La Formule 1 traverse une période délicate, marquée par l'annulation successive des Grands Prix de Bahreïn et d'Arabie saoudite, directement liée à l'escalade des tensions géopolitiques en Iran. Selon Ouest France, ces deux courses, initialement prévues en début de saison, ont été retirées du calendrier en raison des risques sécuritaires accrus dans la région. Une décision qui ne se limite pas à une simple réorganisation sportive, mais qui pourrait avoir des répercussions économiques majeures sur l'ensemble de la discipline.
Ce qu'il faut retenir
- Les Grands Prix de Bahreïn et d'Arabie saoudite ont été annulés en raison de la guerre en Iran, selon Ouest France.
- Ces deux courses représentaient des revenus majeurs pour la Formule 1, tant en termes de billetterie que de partenariats.
- Les organisateurs craignent une hausse du prix du carburant, susceptible d'impacter le coût du fret aérien et logistique.
- La discipline pourrait devoir réduire ses dépenses pour compenser les pertes financières.
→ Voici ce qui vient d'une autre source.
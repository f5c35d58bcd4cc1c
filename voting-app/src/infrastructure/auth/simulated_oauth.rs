use crate::domain::{AuthProvider, User, UserSession};
use chrono::Utc;
use voting_errors::AppError;

const PLACEHOLDER_PICTURE: &str = "https://via.placeholder.com/40";
const GITHUB_PICTURE: &str = "https://github.com/identicons/user.png";

/// Stand-in for a real OAuth handshake: signs the browser in as a generic
/// account of the chosen provider without contacting anyone.
#[derive(Clone, Default)]
pub struct SimulatedOAuth;

impl SimulatedOAuth {
    pub fn new() -> Self {
        Self
    }

    pub fn sign_in(&self, provider: AuthProvider) -> Result<UserSession, AppError> {
        self.sign_in_at(provider, Utc::now().timestamp_millis())
    }

    fn sign_in_at(&self, provider: AuthProvider, now_millis: i64) -> Result<UserSession, AppError> {
        let (email, picture) = match provider {
            AuthProvider::Google => ("user@gmail.com", PLACEHOLDER_PICTURE),
            AuthProvider::Facebook => ("user@facebook.com", PLACEHOLDER_PICTURE),
            AuthProvider::Github => ("user@github.com", GITHUB_PICTURE),
            AuthProvider::Password => {
                return Err(AppError::Validation(
                    "Password accounts sign in with email and password".to_string(),
                ))
            }
        };

        let user = User {
            id: format!("{}_{now_millis}", provider.as_str()),
            email: email.to_string(),
            name: format!("{} User", provider.display_name()),
            picture: Some(picture.to_string()),
            provider,
        };

        tracing::info!(provider = provider.as_str(), "simulated OAuth sign-in");
        Ok(UserSession::new(user, format!("oauth_token_{now_millis}")))
    }
}

#[cfg(test)]
mod tests {
    use super::*;

    #[test]
    fn test_github_sign_in() {
        let session = SimulatedOAuth::new()
            .sign_in_at(AuthProvider::Github, 1_700_000_000_000)
            .unwrap();

        assert_eq!(session.user.id, "github_1700000000000");
        assert_eq!(session.user.email, "user@github.com");
        assert_eq!(session.user.name, "GitHub User");
        assert_eq!(session.user.picture.as_deref(), Some(GITHUB_PICTURE));
        assert_eq!(session.token, "oauth_token_1700000000000");
    }

    #[test]
    fn test_each_oauth_provider_mints_prefixed_identity() {
        let oauth = SimulatedOAuth::new();
        for provider in AuthProvider::OAUTH {
            let session = oauth.sign_in(provider).unwrap();
            assert!(session.user.id.starts_with(&format!("{}_", provider.as_str())));
            assert!(session.token.starts_with("oauth_token_"));
            assert_eq!(session.user.provider, provider);
        }
    }

    #[test]
    fn test_password_provider_is_refused() {
        assert!(SimulatedOAuth::new().sign_in(AuthProvider::Password).is_err());
    }
}
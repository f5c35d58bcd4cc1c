use crate::domain::{DashboardSnapshot, UserStats};
use crate::infrastructure::api::VotingApiClient;
use voting_errors::AppError;

pub struct FetchDashboard {
    client: VotingApiClient,
}

impl FetchDashboard {
    pub fn new(client: VotingApiClient) -> Self {
        Self { client }
    }

    /// Counts and results are requested together; if either fails the whole
    /// snapshot fails and the caller keeps what it already shows.
    pub async fn execute(&self) -> Result<DashboardSnapshot, AppError> {
        let (counts, results) =
            tokio::try_join!(self.client.get_counts(), self.client.get_results())?;

        Ok(DashboardSnapshot::new(counts, results))
    }
}

pub struct FetchUserStats {
    client: VotingApiClient,
}

impl FetchUserStats {
    pub fn new(client: VotingApiClient) -> Self {
        Self { client }
    }

    pub async fn execute(&self) -> Result<UserStats, AppError> {
        self.client.user_stats().await
    }
}

#[cfg(test)]
mod tests {
    use super::*;
    use crate::domain::Category;
    use crate::test_support::spawn_fake_api;
    use axum::http::StatusCode;
    use axum::routing::get;
    use axum::{Json, Router};
    use serde_json::json;

    fn counts_route() -> Router {
        Router::new().route(
            "/api/v1/counts",
            get(|| async { Json(json!({"Princess": 5, "total": 5})) }),
        )
    }

    #[tokio::test]
    async fn test_snapshot_combines_counts_and_results() {
        let router = counts_route().route(
            "/api/v1/results",
            get(|| async {
                Json(json!({
                    "Princess": {"leading_candidate": "Tie: Ei, Wai", "votes": 2,
                                 "total_votes": 5, "percentage": 40.0,
                                 "all_candidates": {"Ei": 2, "Wai": 2, "Nu": 1}}
                }))
            }),
        );
        let fetch = FetchDashboard::new(spawn_fake_api(router).await);

        let snapshot = fetch.execute().await.unwrap();
        assert_eq!(snapshot.counts.get(Category::Princess), 5);
        assert_eq!(snapshot.counts.share_percent(Category::Princess), 100);
        assert!(snapshot.results.get(Category::Princess).unwrap().is_tie());
    }

    #[tokio::test]
    async fn test_one_failed_request_fails_snapshot() {
        let router = counts_route().route(
            "/api/v1/results",
            get(|| async { StatusCode::INTERNAL_SERVER_ERROR }),
        );
        let fetch = FetchDashboard::new(spawn_fake_api(router).await);

        assert_eq!(fetch.execute().await.unwrap_err(), AppError::Api(500));
    }

    #[tokio::test]
    async fn test_user_stats() {
        let router = Router::new().route(
            "/api/v1/users",
            get(|| async { Json(json!({"concurrent_users": 12, "total_votes": 40})) }),
        );
        let stats = FetchUserStats::new(spawn_fake_api(router).await)
            .execute()
            .await
            .unwrap();
        assert_eq!(
            stats,
            UserStats {
                concurrent_users: 12,
                total_votes: 40
            }
        );
    }
}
Ces annulations interviennent dans un contexte où la Formule 1, déjà soumise à des pressions budgétaires, voit ses marges se réduire. Les deux Grands Prix concernés figuraient parmi les plus rentables de la saison, avec des recettes issues des droits télévisés, des sponsors et de la billetterie. Leur retrait du calendrier prive donc la discipline d'une part significative de ses revenus annuels. « Ces courses étaient des piliers financiers pour plusieurs écuries et pour la FIA », a précisé un responsable du secteur, sous couvert d'anonymat.
Au-delà de la perte directe des recettes, l'annulation de ces événements pourrait déclencher une réaction en chaîne. Les organisateurs évoquent désormais la possibilité d'une hausse des coûts logistiques, notamment en raison de la flambée des prix du carburant. Le fret aérien, essentiel pour le transport des équipes, des voitures et du matériel, serait le premier concerné. « Si le prix du kérosène continue d'augmenter, cela pourrait alourdir encore la facture pour les écuries et la FOM », a indiqué un expert en logistique sportive.
Côté écuries, la situation est d'autant plus critique que certaines d'entre elles affichaient déjà des budgets serrés. La hausse des coûts pourrait les contraindre à revoir leurs effectifs ou à ralentir leurs investissements en recherche et développement. « On est dans une logique de survie économique. Chaque euro compte désormais », a confié un membre d'une équipe de milieu de tableau.
Par ailleurs, la discipline pourrait devoir accélérer sa transition vers des énergies plus durables, non seulement pour des raisons environnementales, mais aussi pour réduire sa dépendance aux énergies fossiles. Une initiative qui, si elle est adoptée, nécessitera des investissements importants à moyen terme.
En attendant, les fans et les partenaires attendent avec impatience les prochaines annonces. La saison 2026 s'annonce déjà plus incertaine que prévu, autant dire que les prochaines semaines seront déterminantes pour l'avenir de la Formule 1.
Ces deux courses ont été annulées en raison de l'escalade des tensions géopolitiques en Iran, qui a conduit à des risques sécuritaires accrus dans la région du Golfe. Selon Ouest France, la FIA a jugé que la tenue de ces événements dans ces conditions présentait des dangers inacceptables pour les équipes, les pilotes et les spectateurs.